- **ABOUT THIS EXERCISE**: Go through the records and report each line holding the string "Debug".

---- DATA FOR THE TASK

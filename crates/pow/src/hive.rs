//! Hive: blocks produced by proving ownership of live bees instead of hashing.
//!
//! A bee creation transaction (BCT) burns coins to the bee creation address and
//! names a honey address. After `bee_gestation_blocks` its bees may mine for
//! `bee_lifespan_blocks`. A Hive block's coinbase carries the proof in its
//! first output:
//!
//! ```text
//! [0]      OP_RETURN
//! [1]      OP_BEE
//! [2]      push 4, [3..7] bee nonce (LE)
//! [7]      push 4, [8..12] BCT height (LE)
//! [12]     OP_TRUE when the BCT paid the community fund
//! [13]     push 64, [14..78] BCT txid as ASCII hex
//! [78]     push 65, [79..144] compact signature by the honey key
//! ```

use lccd_consensus::money::Amount;
use lccd_consensus::{bee_cost, block_subsidy, ConsensusParams, Hash256};
use lccd_log::Category;
use lccd_primitives::block::Block;
use lccd_primitives::encoding::Encoder;
use lccd_primitives::hash::{hash160, hash256_to_hex, sha256d};
use lccd_primitives::outpoint::OutPoint;
use lccd_primitives::script::{
    bct_honey_script, p2pkh_key_hash, p2pkh_script, OP_BEE, OP_FALSE, OP_RETURN, OP_TRUE,
};
use lccd_primitives::transaction::Transaction;
use primitive_types::U256;
use secp256k1::ecdsa::{RecoverableSignature, RecoveryId};
use secp256k1::{Message, Secp256k1, VerifyOnly};
use std::sync::OnceLock;

use crate::activation::{Activations, HiveEra};
use crate::difficulty::{
    compact_to_u256, limit_to_u256, prev_header, require_prev, u256_to_compact, DifficultyError,
    HeaderInfo, HeaderSource,
};
use crate::validation::PowHasher;

pub const HIVE_PROOF_MIN_LEN: usize = 144;
const NONCE_OFFSET: usize = 3;
const HEIGHT_OFFSET: usize = 8;
const COMMUNITY_OFFSET: usize = 12;
const TXID_OFFSET: usize = 14;
const SIG_OFFSET: usize = 79;
const COMPACT_SIG_LEN: usize = 65;

static SECP256K1_VERIFY: OnceLock<Secp256k1<VerifyOnly>> = OnceLock::new();

fn secp256k1_verify() -> &'static Secp256k1<VerifyOnly> {
    SECP256K1_VERIFY.get_or_init(Secp256k1::verification_only)
}
//! Engine construction constants.
//!
//! Every tunable the engine is built with lives here. Defaults reproduce the
//! reference model (5 axes, 100-record history, 0.1 s dt ceiling). Loaded from
//! TOML when a file is supplied; every section is `#[serde(default)]` so a
//! partial file only overrides what it names.

use std::path::Path;

use serde::{Deserialize, Serialize};

use crate::error::ValidationError;
use crate::history::DEFAULT_HISTORY_CAPACITY;
use crate::mode::ModeBaselines;
use crate::operator::EvolutionCoefficients;

/// Largest accepted `history_capacity`.
pub const MAX_HISTORY_CAPACITY: usize = 1_000_000;

/// Largest accepted `subscriber_capacity`.
pub const MAX_SUBSCRIBER_CAPACITY: usize = 65_536;

/// Top-level engine configuration.
#[derive(Debug, Clone, PartialEq, Serialize, Deserialize)]
#[serde(default)]
pub struct EngineConfig {
    /// Dimensionality D shared by every vector in a run.
    pub dimensions: usize,
    /// Retained history records.
    pub history_capacity: usize,
    /// Ceiling applied to the raw frame interval, in seconds.
    pub dt_clamp_secs: f64,
    /// Magnitude of the random identity/body vectors drawn on reset.
    pub initial_magnitude: f64,
    /// Gain added to an axis by `perturb_mode`.
    pub perturbation_bump: f64,
    /// Seed for the engine's random source. `None` seeds from OS entropy.
    pub seed: Option<u64>,
    /// Buffered snapshots per subscriber before new ones are dropped.
    pub subscriber_capacity: usize,
    /// Spectrum relaxation constants.
    pub evolution: EvolutionCoefficients,
    /// Mode → baseline spectrum table.
    pub baselines: ModeBaselines,
}

impl Default for EngineConfig {
    fn default() -> Self {
        Self {
            dimensions: 5,
            history_capacity: DEFAULT_HISTORY_CAPACITY,
            dt_clamp_secs: 0.1,
            initial_magnitude: 0.5,
            perturbation_bump: 0.5,
            seed: None,
            subscriber_capacity: 256,
            evolution: EvolutionCoefficients::default(),
            baselines: ModeBaselines::default(),
        }
    }
}

impl EngineConfig {
    /// Default configuration with a fixed random seed.
    #[must_use]
    pub fn seeded(seed: u64) -> Self {
        Self {
            seed: Some(seed),
            ..Self::default()
        }
    }

    /// Validate configuration.
    ///
    /// This must pass before an engine is constructed.
    pub fn validate(&self) -> Result<(), ValidationError> {
        if self.dimensions == 0 {
            return Err(invalid("dimensions must be >= 1"));
        }
        if self.history_capacity == 0 || self.history_capacity > MAX_HISTORY_CAPACITY {
            return Err(invalid(format!(
                "history_capacity must be in 1..={MAX_HISTORY_CAPACITY}, got {}",
                self.history_capacity
            )));
        }
        if !(self.dt_clamp_secs.is_finite() && self.dt_clamp_secs > 0.0) {
            return Err(invalid(format!("dt_clamp_secs must be > 0, got {}", self.dt_clamp_secs)));
        }
        if !(self.initial_magnitude.is_finite() && self.initial_magnitude >= 0.0) {
            return Err(invalid(format!(
                "initial_magnitude must be >= 0, got {}",
                self.initial_magnitude
            )));
        }
        if !self.perturbation_bump.is_finite() {
            return Err(invalid("perturbation_bump must be finite"));
        }
        if self.subscriber_capacity == 0 || self.subscriber_capacity > MAX_SUBSCRIBER_CAPACITY {
            return Err(invalid(format!(
                "subscriber_capacity must be in 1..={MAX_SUBSCRIBER_CAPACITY}, got {}",
                self.subscriber_capacity
            )));
        }
        self.evolution.validate()?;
        self.baselines.validate(self.dimensions, self.evolution.floor)
    }

    /// Parses and validates a TOML document.
    ///
    /// # Errors
    ///
    /// Returns `ValidationError::InvalidConfig` on a parse failure or when the
    /// parsed configuration does not validate.
    pub fn from_toml_str(content: &str) -> Result<Self, ValidationError> {
        let config: Self = toml::from_str(content).map_err(|e| invalid(e.to_string()))?;
        config.validate()?;
        Ok(config)
    }

    /// Loads and validates a TOML file.
    ///
    /// # Errors
    ///
    /// Returns `ValidationError::InvalidConfig` if the file cannot be read,
    /// parsed, or validated.
    pub fn load(path: &Path) -> Result<Self, ValidationError> {
        let content = std::fs::read_to_string(path)
            .map_err(|e| invalid(format!("cannot read {}: {e}", path.display())))?;
        let config = Self::from_toml_str(&content)?;
        tracing::info!(path = %path.display(), dimensions = config.dimensions, "loaded engine config");
        Ok(config)
    }

    /// Serialize to a TOML string.
    #[must_use]
    pub fn to_toml(&self) -> String {
        toml::to_string_pretty(self).unwrap_or_default()
    }
}

fn invalid(reason: impl Into<String>) -> ValidationError {
    ValidationError::InvalidConfig {
        reason: reason.into(),
    }
}
//! Live simulation parameters.

use serde::{Deserialize, Serialize};

use crate::error::ValidationError;
use crate::mode::SimulationMode;

/// Rates and mode read by every step.
///
/// Replaced wholesale by `SimulationEngine::set_params`; callers that want a
/// partial update read the current record, modify it, and write it back.
#[derive(Debug, Clone, Copy, PartialEq, Serialize, Deserialize)]
#[serde(default)]
pub struct SimulationParams {
    /// Pull of the body back toward identity (disparity damping).
    pub regulation_rate: f64,
    /// Conscious-vector feedback into the body.
    pub feedback_rate: f64,
    /// Slow integration of the conscious vector into identity.
    pub identity_integration_rate: f64,
    /// Half-width of the uniform noise added to the body each step.
    pub noise_level: f64,
    /// Selects the baseline spectrum.
    pub mode: SimulationMode,
}

impl Default for SimulationParams {
    fn default() -> Self {
        Self {
            regulation_rate: 0.1,
            feedback_rate: 0.05,
            identity_integration_rate: 0.01,
            noise_level: 0.05,
            mode: SimulationMode::Stable,
        }
    }
}

impl SimulationParams {
    /// All rates and noise zero: a deterministic, frozen body and identity.
    #[must_use]
    pub const fn still(mode: SimulationMode) -> Self {
        Self {
            regulation_rate: 0.0,
            feedback_rate: 0.0,
            identity_integration_rate: 0.0,
            noise_level: 0.0,
            mode,
        }
    }

    /// Returns a copy with a different mode.
    #[must_use]
    pub const fn with_mode(mut self, mode: SimulationMode) -> Self {
        self.mode = mode;
        self
    }

    /// Rejects negative or non-finite rates.
    pub fn validate(&self) -> Result<(), ValidationError> {
        let fields = [
            ("regulation_rate", self.regulation_rate),
            ("feedback_rate", self.feedback_rate),
            ("identity_integration_rate", self.identity_integration_rate),
            ("noise_level", self.noise_level),
        ];
        for (name, value) in fields {
            if !value.is_finite() || value < 0.0 {
                return Err(ValidationError::InvalidParams {
                    reason: format!("{name} must be a finite value >= 0, got {value}"),
                });
            }
        }
        Ok(())
    }
}

#[cfg(test)]
mod tests {
    use super::*;

    #[test]
    fn test_default_params_are_valid() {
        let p = SimulationParams::default();
        p.validate().unwrap();
        assert_eq!(p.mode, SimulationMode::Stable);
        assert!(p.identity_integration_rate < p.feedback_rate);
    }

    #[test]
    fn test_negative_rate_rejected() {
        let p = SimulationParams {
            feedback_rate: -0.01,
            ..SimulationParams::default()
        };
        let err = p.validate().unwrap_err();
        assert!(format!("{err}").contains("feedback_rate"));
    }

    #[test]
    fn test_nan_rejected() {
        let p = SimulationParams {
            noise_level: f64::NAN,
            ..SimulationParams::default()
        };
        assert!(p.validate().is_err());
    }

    #[test]
    fn test_partial_toml_keeps_defaults() {
        let p: SimulationParams = toml::from_str("mode = \"aha\"\nnoise_level = 0.0\n").unwrap();
        assert_eq!(p.mode, SimulationMode::Aha);
        assert_eq!(p.noise_level, 0.0);
        assert_eq!(p.regulation_rate, 0.1);
    }
}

--------

- **WRITTEN SOLUTION**:
#[derive(Debug, Clone, PartialEq, Serialize, Deserialize)]
#[derive(Debug, Clone, Copy, PartialEq, Serialize, Deserialize)]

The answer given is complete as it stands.